The US has long made it clear it will not necessarily respect national boundaries in conducting a "war on terror". It is pursuing a state-less enemy and argues that any country which lets itself be a haven for known terrorists has to accept the consequences. Pakistan's remote mountainous border region with Afghanistan is undoubtedly a refuge for al Qaeda militants who escaped US forces on the ground in Afghanistan four years ago. The organisation was based in Pakistan, as were the Taleban before the latter took power in Kabul.
A US missile attack on a Pakistani border village a few weeks ago succeeded in killing an Egyptian, Abu Hamza Rabia, reckoned to be ranked third in al Qaeda behind the man they missed last weekend, another Egyptian, Ayman al-Zawahiri. Pakistan undoubtedly harbours the enemy, but hit-and-miss methods of this kind can only discredit the cause for which the war on terror is being waged.
Wherever the US can prosecute this war within civilised international conventions it should do so.
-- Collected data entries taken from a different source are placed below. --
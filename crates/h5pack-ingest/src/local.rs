//! Local filesystem extraction.

use std::path::Path;

use tokio::fs;

use crate::archive::{validate_package, ContentPackage};
use crate::error::IngestError;
use h5pack_core::sanitize_entry_path;

/// Extract `package` into `dest`, superseding any previous contents.
///
/// The package is validated before anything is deleted, so a malformed
/// upload leaves the previously published files in place and returns
/// `InvalidArchive`. On success the directory holds exactly the archive's
/// storable entries; nothing from a prior ingestion survives.
///
/// Extraction is sequential; the only side effects are filesystem writes
/// below `dest`. I/O failures propagate as `IngestError::Storage`.
pub async fn publish_local(package: &ContentPackage, dest: &Path) -> Result<(), IngestError> {
    validate_package(package)?;

    if fs::try_exists(dest).await.unwrap_or(false) {
        fs::remove_dir_all(dest).await?;
    }
    fs::create_dir_all(dest).await?;

    let mut archive = package.open()?;
    tracing::info!(
        package = %package.name(),
        dest = %dest.display(),
        entries = archive.len(),
        "Extracting package"
    );

    let mut written = 0usize;
    for index in 0..archive.len() {
        // The zip entry handle is not Send; fully read each entry before
        // the async writes.
        let (rel_path, data) = {
            let mut entry = archive
                .by_index(index)
                .map_err(|e| package.invalid(e))?;

            let Some(rel_path) = sanitize_entry_path(entry.name()) else {
                continue;
            };

            let mut data = Vec::with_capacity(entry.size() as usize);
            std::io::Read::read_to_end(&mut entry, &mut data)
                .map_err(|e| package.invalid(e))?;
            (rel_path, data)
        };

        let path = dest.join(&rel_path);
        if let Some(parent) = path.parent() {
            fs::create_dir_all(parent).await?;
        }
        fs::write(&path, &data).await?;
        written += 1;
    }

    tracing::info!(
        package = %package.name(),
        dest = %dest.display(),
        files_written = written,
        "Local extraction complete"
    );

    Ok(())
}
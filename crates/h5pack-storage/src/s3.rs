use crate::traits::{ObjectStorage, PrefixListing, StorageError, StorageResult};
use async_trait::async_trait;
use bytes::Bytes;
use h5pack_core::StorageBackend;
use object_store::aws::{AmazonS3, AmazonS3Builder};
use object_store::path::Path;
use object_store::Error as ObjectStoreError;
use object_store::{ObjectStore, ObjectStoreExt, PutPayload, Result as ObjectResult};

/// S3 storage implementation
#[derive(Clone)]
pub struct S3Storage {
    store: AmazonS3,
    bucket: String,
    region: String,
    endpoint_url: Option<String>, // Custom endpoint for S3-compatible providers
}

impl S3Storage {
    /// Create a new S3Storage instance
    ///
    /// # Arguments
    /// * `bucket` - S3 bucket name
    /// * `region` - AWS region (or region identifier for S3-compatible providers)
    /// * `endpoint_url` - Optional custom endpoint URL for S3-compatible providers
    ///   (e.g., "http://localhost:9000" for MinIO, "https://nyc3.digitaloceanspaces.com" for DigitalOcean Spaces)
    pub async fn new(
        bucket: String,
        region: String,
        endpoint_url: Option<String>,
    ) -> StorageResult<Self> {
        // Build AmazonS3 object store from environment and explicit settings.
        let mut builder = AmazonS3Builder::from_env()
            .with_region(region.clone())
            .with_bucket_name(bucket.clone());

        if let Some(ref endpoint) = endpoint_url {
            let allow_http = endpoint.starts_with("http://");
            builder = builder
                .with_endpoint(endpoint.clone())
                .with_allow_http(allow_http);
        }

        let store = builder
            .build()
            .map_err(|e| StorageError::ConfigError(e.to_string()))?;

        Ok(S3Storage {
            store,
            bucket,
            region,
            endpoint_url,
        })
    }

    /// Generate public URL for an S3 object
    ///
    /// For AWS S3, uses the standard format: https://{bucket}.s3.{region}.amazonaws.com/{key}
    /// For S3-compatible providers, uses the endpoint URL if provided
    fn generate_url(&self, key: &str) -> String {
        if let Some(ref endpoint) = self.endpoint_url {
            // Path-style for compatibility across providers: {endpoint}/{bucket}/{key}
            let base_url = endpoint.trim_end_matches('/');
            format!("{}/{}/{}", base_url, self.bucket, key)
        } else {
            format!(
                "https://{}.s3.{}.amazonaws.com/{}",
                self.bucket, self.region, key
            )
        }
    }
}

#[async_trait]
impl ObjectStorage for S3Storage {
    async fn upload(&self, key: &str, data: Vec<u8>) -> StorageResult<String> {
        let size = data.len() as u64;
        let bytes = Bytes::from(data);
        let location = Path::from(key.to_string());
        let start = std::time::Instant::now();

        let result: ObjectResult<_> = self.store.put(&location, PutPayload::from(bytes)).await;

        result.map_err(|e| {
            tracing::error!(
                error = %e,
                bucket = %self.bucket,
                key = %key,
                size_bytes = size,
                duration_ms = start.elapsed().as_secs_f64() * 1000.0,
                "S3 upload failed"
            );
            StorageError::UploadFailed(e.to_string())
        })?;

        let url = self.generate_url(key);

        tracing::info!(
            bucket = %self.bucket,
            key = %key,
            size_bytes = size,
            duration_ms = start.elapsed().as_secs_f64() * 1000.0,
            "S3 upload successful"
        );

        Ok(url)
    }

    async fn download(&self, key: &str) -> StorageResult<Vec<u8>> {
        let location = Path::from(key.to_string());

        let result: ObjectResult<_> = self.store.get(&location).await;

        let result = result.map_err(|e| match e {
            ObjectStoreError::NotFound { .. } => StorageError::NotFound(key.to_string()),
            other => StorageError::DownloadFailed(other.to_string()),
        })?;

        let bytes = result
            .bytes()
            .await
            .map_err(|e| StorageError::DownloadFailed(e.to_string()))?;

        Ok(bytes.to_vec())
    }

    async fn delete(&self, key: &str) -> StorageResult<()> {
        let location = Path::from(key.to_string());
        let start = std::time::Instant::now();

        match self.store.delete(&location).await {
            Ok(_) => {
                tracing::info!(
                    bucket = %self.bucket,
                    key = %key,
                    duration_ms = start.elapsed().as_secs_f64() * 1000.0,
                    "S3 delete successful"
                );
                Ok(())
            }
            // Deleting an already-missing object is not an error.
            Err(ObjectStoreError::NotFound { .. }) => Ok(()),
            Err(e) => {
                tracing::error!(
                    error = %e,
                    bucket = %self.bucket,
                    key = %key,
                    duration_ms = start.elapsed().as_secs_f64() * 1000.0,
                    "S3 delete failed"
                );
                Err(StorageError::DeleteFailed(e.to_string()))
            }
        }
    }

    async fn list(&self, prefix: &str) -> StorageResult<PrefixListing> {
        let location = Path::from(prefix.to_string());

        let result: ObjectResult<_> = self.store.list_with_delimiter(Some(&location)).await;

        let listed = result.map_err(|e| StorageError::ListFailed(e.to_string()))?;

        Ok(PrefixListing {
            prefixes: listed
                .common_prefixes
                .iter()
                .map(|p| p.to_string())
                .collect(),
            keys: listed
                .objects
                .iter()
                .map(|o| o.location.to_string())
                .collect(),
        })
    }

    fn url_for(&self, key: &str) -> String {
        self.generate_url(key)
    }

    fn backend_type(&self) -> StorageBackend {
        StorageBackend::S3
    }
}
//! Configuration module
//!
//! This module provides the ingestion pipeline configuration: which storage
//! backend to publish through, its connection settings, and the worker-pool
//! limits for remote batches. The configuration is read once at startup and
//! passed explicitly into the storage factory; there is no process-wide
//! mutable state.

use std::env;
use std::str::FromStr;

use crate::storage_types::StorageBackend;

const MAX_WORKERS: usize = 10;
const UPLOAD_FAILURE_THRESHOLD: f64 = 0.0;

/// Ingestion pipeline configuration.
#[derive(Clone, Debug)]
pub struct Config {
    /// Selected storage backend. `None` falls back to `Local`.
    pub storage_backend: Option<StorageBackend>,
    // Local backend settings
    pub local_storage_path: Option<String>,
    pub local_storage_base_url: Option<String>,
    // S3 backend settings
    pub s3_bucket: Option<String>,
    pub s3_region: Option<String>,
    pub s3_endpoint: Option<String>, // Custom endpoint for S3-compatible providers (MinIO, DigitalOcean Spaces, etc.)
    pub aws_region: Option<String>,
    /// Worker-pool size for remote delete/upload batches.
    pub max_workers: usize,
    /// Fraction of failed operations a remote batch tolerates before the
    /// whole publish call reports failure. 0.0 surfaces any failure.
    pub upload_failure_threshold: f64,
}

impl Config {
    pub fn from_env() -> Result<Self, anyhow::Error> {
        dotenvy::dotenv().ok();

        let storage_backend = env::var("STORAGE_BACKEND")
            .ok()
            .and_then(|s| StorageBackend::from_str(&s).ok());

        let max_workers = env::var("MAX_WORKERS")
            .unwrap_or_else(|_| MAX_WORKERS.to_string())
            .parse::<usize>()
            .unwrap_or(MAX_WORKERS)
            .max(1); // Ensure at least 1

        let upload_failure_threshold = env::var("UPLOAD_FAILURE_THRESHOLD")
            .unwrap_or_else(|_| UPLOAD_FAILURE_THRESHOLD.to_string())
            .parse::<f64>()
            .unwrap_or(UPLOAD_FAILURE_THRESHOLD)
            .clamp(0.0, 1.0);

        Ok(Config {
            storage_backend,
            local_storage_path: env::var("LOCAL_STORAGE_PATH").ok(),
            local_storage_base_url: env::var("LOCAL_STORAGE_BASE_URL").ok(),
            s3_bucket: env::var("S3_BUCKET").ok(),
            s3_region: env::var("S3_REGION").ok(),
            s3_endpoint: env::var("S3_ENDPOINT").ok(),
            aws_region: env::var("AWS_REGION").ok(),
            max_workers,
            upload_failure_threshold,
        })
    }

    /// Effective backend, defaulting to local filesystem storage.
    pub fn storage_backend(&self) -> StorageBackend {
        self.storage_backend.unwrap_or(StorageBackend::Local)
    }

    /// Effective S3 region: `S3_REGION` wins over `AWS_REGION`.
    pub fn s3_region(&self) -> Option<&str> {
        self.s3_region.as_deref().or(self.aws_region.as_deref())
    }
}

impl Default for Config {
    fn default() -> Self {
        Config {
            storage_backend: None,
            local_storage_path: None,
            local_storage_base_url: None,
            s3_bucket: None,
            s3_region: None,
            s3_endpoint: None,
            aws_region: None,
            max_workers: MAX_WORKERS,
            upload_failure_threshold: UPLOAD_FAILURE_THRESHOLD,
        }
    }
}

#[cfg(test)]
mod tests {
    use super::*;

    #[test]
    fn test_default_backend_is_local() {
        let config = Config::default();
        assert_eq!(config.storage_backend(), StorageBackend::Local);
    }

    #[test]
    fn test_s3_region_prefers_explicit_setting() {
        let config = Config {
            s3_region: Some("eu-west-1".to_string()),
            aws_region: Some("us-east-1".to_string()),
            ..Config::default()
        };
        assert_eq!(config.s3_region(), Some("eu-west-1"));

        let config = Config {
            aws_region: Some("us-east-1".to_string()),
            ..Config::default()
        };
        assert_eq!(config.s3_region(), Some("us-east-1"));
    }

    #[test]
    fn test_default_limits() {
        let config = Config::default();
        assert_eq!(config.max_workers, 10);
        assert_eq!(config.upload_failure_threshold, 0.0);
    }
}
Pakistan's military ruler, President Pervez Musharraf, is an ally of the US even if this does not make him popular there. His Government's authority does not extend strongly into the border region but the US could surely do something to change that. Instead, Washington seems content to stand back and wage this war from the air, using mostly unmanned craft controlled by the Central Intelligence Agency.
The CIA will have contacts among the tribesmen or villagers of the Afghan border region and when they get word of an al Qaeda leader's presence they call counsels of war in Washington. The intelligence has to be quickly assessed, along with the number of innocent people likely to be in the vicinity, and decisions made before the quarry moves on. It is a hasty, haphazard operation. When it goes wrong it leaves the US looking little better than its enemies who bring death to civilians in distant places.
Terrorists might not respect international conventions but the US should. It ought to have agents on the ground in Pakistan capable of pursuing al Qaeda leaders with a good deal more precision than the "smart weapons" launched by stand-off forces. And it ought to be acting at all times with the consent of the Pakistan Government.
If a war on "terror" can ever be won it will not be by outdoing terrorists at their own methods. It must be waged with international co-operation and respect for the independence and integrity of friendly states. The US would not allow others to act with such disregard for sovereign territory and it should impose the same discipline on itself.